On May 11, 2017, a Northern District of Illinois federal court ruled that a Plaintiff properly alleged misappropriation under both the federal Defend Trade Secrets Act (DTSA) and the Illinois Trade Secrets Act (ITSA) in a case where the employee downloaded files onto a personal thumb drive and then went to a competitor.

Plaintiff Molon Motor and Coil Corporation (“Molon”) contended that its former Head of Quality Control, Manish Desai, downloaded confidential data onto a portable data drive before leaving Molon for a competitor, Nidec Motor Corporation (“Nidec”). Molon further contended that Desai provided the confidential data to Nidec and Nidec then used (and continues to use) the confidential data to compete with Molon. Nidec filed a Motion to Dismiss Molon’s Complaint against Nidec (Molon did not sue Desai) on the basis that Molon could not state a claim under the DTSA or the ITSA because a) Desai downloaded the trade secrets while still employed by Molon, and b) Molon did not make a plausible allegation that Nidec used the trade secrets.

Specifically, Nidec argued that because Desai downloaded the files while still employed by Molon, Desai did not “misappropriate” the trade secrets for purposes of the DTSA and ITSA. Molon countered by citing the definitions of “misappropriation” and “improper means” from the trade secret statutes, which state that “misappropriation” is “acquisition of a trade secret of another by a person who knows or has reason to know that the trade secret was acquired by improper means”. The statutes further state that “improper means” includes “breach or inducement of a breach of a duty to maintain secrecy”. Molon argued that Desai’s actions of downloading files while still employed by Molon qualified as a breach of a duty to maintain secrecy. The Court agreed with Molon, and in doing so, found that a confidential relationship and duty to maintain secrecy was established by Desai’s employment agreement with Molon.

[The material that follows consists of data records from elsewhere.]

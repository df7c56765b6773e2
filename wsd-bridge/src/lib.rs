//! WSD Bridge - client for the saldowsd word-sense-disambiguation sidecar
//!
//! This crate disambiguates word senses for tokenized Swedish text by
//! delegating scoring to the external saldowsd vector classifier and merging
//! the returned probabilities back onto the existing candidate-sense
//! annotation.
//!
//! # Architecture
//!
//! The classifier runs as a separate process reached over a tab-separated
//! pipe protocol:
//! - Request Builder ([`request`]) frames per-sentence token annotations
//!   into the classifier's input format
//! - Worker Lifecycle Manager ([`workers`]) owns the process handle,
//!   choosing between a persistent pipe and one-shot invocation, with
//!   health checks and restart-on-failure
//! - Response Reader ([`response`]) re-segments the output stream under
//!   strict ordering assumptions
//! - Sense Merger ([`merge`]) reconciles returned probabilities with the
//!   original candidate senses and serializes the result
//!
//! # Example
//!
//! ```ignore
//! use wsd_bridge::{annotate, TokenAnnotations, WorkerManager, WsdConfig};
//!
//! #[tokio::main]
//! async fn main() -> anyhow::Result<()> {
//!     let config = WsdConfig::from_file("wsd.toml")?;
//!     let mut workers = WorkerManager::new(&config);
//!     workers.preload().await?;
//!
//!     let out = annotate(&config, &mut workers, &annotations, &sentences, &[]).await?;
//!     for value in out {
//!         println!("{value}");
//!     }
//!     workers.shutdown().await;
//!     Ok(())
//! }
//! ```

pub mod annot;
pub mod annotate;
pub mod config;
pub mod error;
pub mod merge;
pub mod request;
pub mod response;
pub mod workers;

// Re-export main types for convenience
pub use annot::TokenAnnotations;
pub use annotate::annotate;
pub use config::WsdConfig;
pub use error::WsdError;
pub use workers::WorkerManager;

The Court also gave Molon some wiggle room by allowing Molon to use the “inevitable disclosure” doctrine to show that Nidec possesses, and is using, Molon’s trade secrets. Under the inevitable disclosure doctrine, a plaintiff can “prove a claim of trade secret misappropriation by demonstrating that defendant’s new employment will inevitably lead him to rely on the plaintiff’s trade secrets.” PepsiCo, Inc. v. Redmond, 54 F.3d 1262, 1269 (7th Cir. 1995). Here, the Court found that Molon’s Complaint should survive a Motion to Dismiss because, at the pleading stage, it is enough for a plaintiff/Molon to allege, “based upon information and belief,” that a competitor is using the trade secrets stolen by a former employee.

However, the Court also emphasized that “Molon will ultimately bear the burden of proving—not just alleging—enough facts such that disclosure is not premised on a mere unsubstantiated fear.” In other words, Molon has won a battle, not the war; and Molon now has to show (presumably through discovery) that Nidec did, in fact, receive Molon’s trade secrets if Molon is to ultimately prevail in this litigation.